During a trip to a garden center, I saw them. Big as life and twice as wonderful. My two main characters. Who could have imagined they would suddenly surface while I looked for the latest varieties of petunias? They stood next to a shelf of geraniums, apparently waiting for me to discover them.

I barely paid attention to the people around me – a warning to writers everywhere. Pay attention to people! My mind focused on which annuals to plant and how many perennials I could afford. Spring is one of my favorite seasons, right up there with fall and summer. Forget winter. In the spring, God surprises me with wildflowers that somehow made it through the cold months and greet me with a morning, “Here we are. Don’t you love us?” Yes, I do.

During the winter, I save my coins to buy flowers in the spring. I carefully plot out where to plant the various colors and textures so that they accessorize the house and bring cheer to my neighbors. The perennials go in a special garden that returns each year and blesses me as it breeds. Container gardens on my deck make me smile each time I open the door or peer out the window. Did I mention how much I love flowers?
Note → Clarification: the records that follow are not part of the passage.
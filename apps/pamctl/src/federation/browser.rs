//! Browser-side half of federated login

use crate::error::CliResult;
use crate::interactive::{Console, TerminalConsole};
use crate::logging::REDACTED;
use std::fmt;
use url::Url;

/// What the IdP posts back after the user signs in
#[derive(Clone)]
pub struct SamlAssertion {
    pub saml_response: String,
    /// Overrides the RelayState taken from the login URL when present
    pub relay_state: Option<String>,
}

impl fmt::Debug for SamlAssertion {
    fn fmt(&self, f: &mut fmt::Formatter<'_>) -> fmt::Result {
        f.debug_struct("SamlAssertion")
            .field("saml_response", &REDACTED)
            .field("relay_state", &self.relay_state)
            .finish()
    }
}

/// Obtains a SAML assertion for an IdP login URL
pub trait SamlBrowser: Send + Sync {
    fn obtain_assertion(&self, idp_login_url: &Url) -> CliResult<SamlAssertion>;
}

/// Opens the system browser and reads the assertion back from the terminal
#[derive(Debug, Default, Clone, Copy)]
pub struct TerminalSamlBrowser {
    console: TerminalConsole,
    no_browser: bool,
}

impl TerminalSamlBrowser {
    pub fn new(no_browser: bool) -> Self {
        Self {
            console: TerminalConsole::new(),
            no_browser,
        }
    }
}

impl SamlBrowser for TerminalSamlBrowser {
    fn obtain_assertion(&self, idp_login_url: &Url) -> CliResult<SamlAssertion> {
        println!();
        println!("Sign in with your identity provider:");
        println!("  {idp_login_url}");
        println!();

        if !self.no_browser {
            if open::that(idp_login_url.as_str()).is_ok() {
                self.console.notify("Browser opened. Complete sign-in there.");
            } else {
                self.console
                    .notify("Could not open browser. Please visit the URL above manually.");
            }
        }

        let saml_response = self.console.prompt_secret("SAMLResponse")?;
        let relay_state = self.console.prompt_text("RelayState (Enter to keep)")?;

        Ok(SamlAssertion {
            saml_response: saml_response.trim().to_string(),
            relay_state,
        })
    }
}
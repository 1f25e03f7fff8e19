//! Data models for pamctl

pub mod auth;
mod credentials;
mod envelope;
mod session;

pub use auth::{
    AdvanceAuthenticationRequest, AdvanceAuthenticationResult, AnswerKind, AuthAction,
    AuthSummary, Challenge, IdentityTokens, Mechanism, OAuthTokens, StartAuthenticationRequest,
    StartAuthenticationResult,
};
pub use credentials::CredentialSpec;
pub use envelope::Envelope;
pub use session::{canonical_host, instance_id, Session};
So the annual trip to the garden center is a treasured moment. I concentrate on buying just the right amount of blooms yet sometimes surprise myself with a brand new hybrid. But what a delight to run into my fictional characters – right in the middle of a sunshiny Kansas day.

There they were. Human clones of Reverend G and Chris. Okay, he didn’t have a mustache, but I easily imagined one thriving just above his top lip. His long white hair bespoke the bearing and eclectic genius of a college professor. Not quite as tall as my Chris, but hey – he wore sandals. In dress shoes, he’d be just the right height.
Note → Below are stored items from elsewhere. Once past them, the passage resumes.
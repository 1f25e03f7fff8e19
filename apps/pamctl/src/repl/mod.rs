//! Interactive shell
//!
//! Sessions live in the process, so the shell dispatches its commands
//! in-process against one shared [`crate::context::TenantContext`].

mod completer;
mod executor;
mod prompt;

pub use completer::Completer;
pub use executor::{CommandExecutor, ExecuteResult, ShellCommand};
pub use prompt::Prompt;
//! Connect command - authenticate to a tenant

use clap::Args;
use pamctl::auth::Connected;
use pamctl::error::{CliError, CliResult};
use pamctl::federation::TerminalSamlBrowser;
use pamctl::interactive::{Console, TerminalConsole};
use pamctl::models::CredentialSpec;
use pamctl::output::{print_key_value, print_success};

/// Arguments for the connect command
#[derive(Args)]
pub struct ConnectArgs {
    /// Tenant host, e.g. abc1234.id.example.cloud (defaults to default_host)
    pub host: Option<String>,

    /// User to log in as
    #[arg(long, short, conflicts_with = "client_id")]
    pub user: Option<String>,

    /// OAuth client id for a client-credentials login
    #[arg(long, requires = "secret")]
    pub client_id: Option<String>,

    /// OAuth scope for a client-credentials login
    #[arg(long, default_value = "")]
    pub scope: String,

    /// OAuth client secret
    #[arg(long, env = "PAMCTL_CLIENT_SECRET", hide_env_values = true)]
    pub secret: Option<String>,

    /// Don't open the browser for federated sign-in
    #[arg(long)]
    pub no_browser: bool,
}

impl ConnectArgs {
    fn credentials(&self, console: &dyn Console) -> CliResult<CredentialSpec> {
        if let Some(client_id) = &self.client_id {
            return Ok(CredentialSpec::ClientCredentials {
                client_id: client_id.clone(),
                scope: self.scope.clone(),
                secret: self.secret.clone().unwrap_or_default(),
            });
        }

        let user = match &self.user {
            Some(user) => user.clone(),
            None => console
                .prompt_text("User")?
                .ok_or_else(|| CliError::Validation("A user name is required".to_string()))?,
        };
        Ok(CredentialSpec::interactive(user))
    }
}

/// Execute the connect command
pub async fn execute(args: ConnectArgs) -> CliResult<()> {
    let (_, context) = super::load_context()?;
    let host = super::resolve_host(args.host.clone(), context.config())?;

    let console = TerminalConsole::new();
    let credentials = args.credentials(&console)?;
    if matches!(credentials, CredentialSpec::Interactive { .. }) {
        console.require_interactive()?;
    }

    let browser = TerminalSamlBrowser::new(args.no_browser);
    let authenticator = context.authenticator(&console, &browser);

    if let Connected::Session(session) = authenticator.connect(&host, &credentials).await? {
        print_success(&format!("Connected to {}", session.host));
        print_key_value("User", session.principal());
        print_key_value("Started", &session.started_at.to_rfc3339());
    }
    Ok(())
}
And Reverend G – a petite lady with white hair, bunched behind her head in a scoonchie, standing beside her man with a look of utter contentment. Obviously in the middle of one of her prayers to the God who understands why He allowed her to fall into the abyss of Alzheimer’s.

They looked at flowers, too, she with her arm in his – he, carrying one of those cardboard flats that hold the seedlings. My two main characters who go through several adventures in life and end up…well…you have to read the book to find out.

I looked around me and wondered, Am I the only person who sees them? Have I finally succumbed to the creative disorder of novelists who spend so much time with their characters that they dream about them, pray for them and see them in real life? Or are these two people in front of me actual human beings, deeply in love and enjoying spring as much as I?

They passed on, and I finished my shopping with a giggle in my soul. Only after I paid for my flowers, settled them in my trunk and started my car did I think about the camera on my phone. Why hadn’t I taken a picture? Why not boldly walk up to this couple and say, “You look just like two of the wonderful people in my novel. Would you mind if I took a picture of you among all these beautiful flowers?”

Of course by that time, they were no longer in sight.

I’ll just have to go back to the garden center, buy more flowers and search for Reverend G and Chris. If I find them again, I’ll take a picture. Then I’ll have proof that I’m not crazy.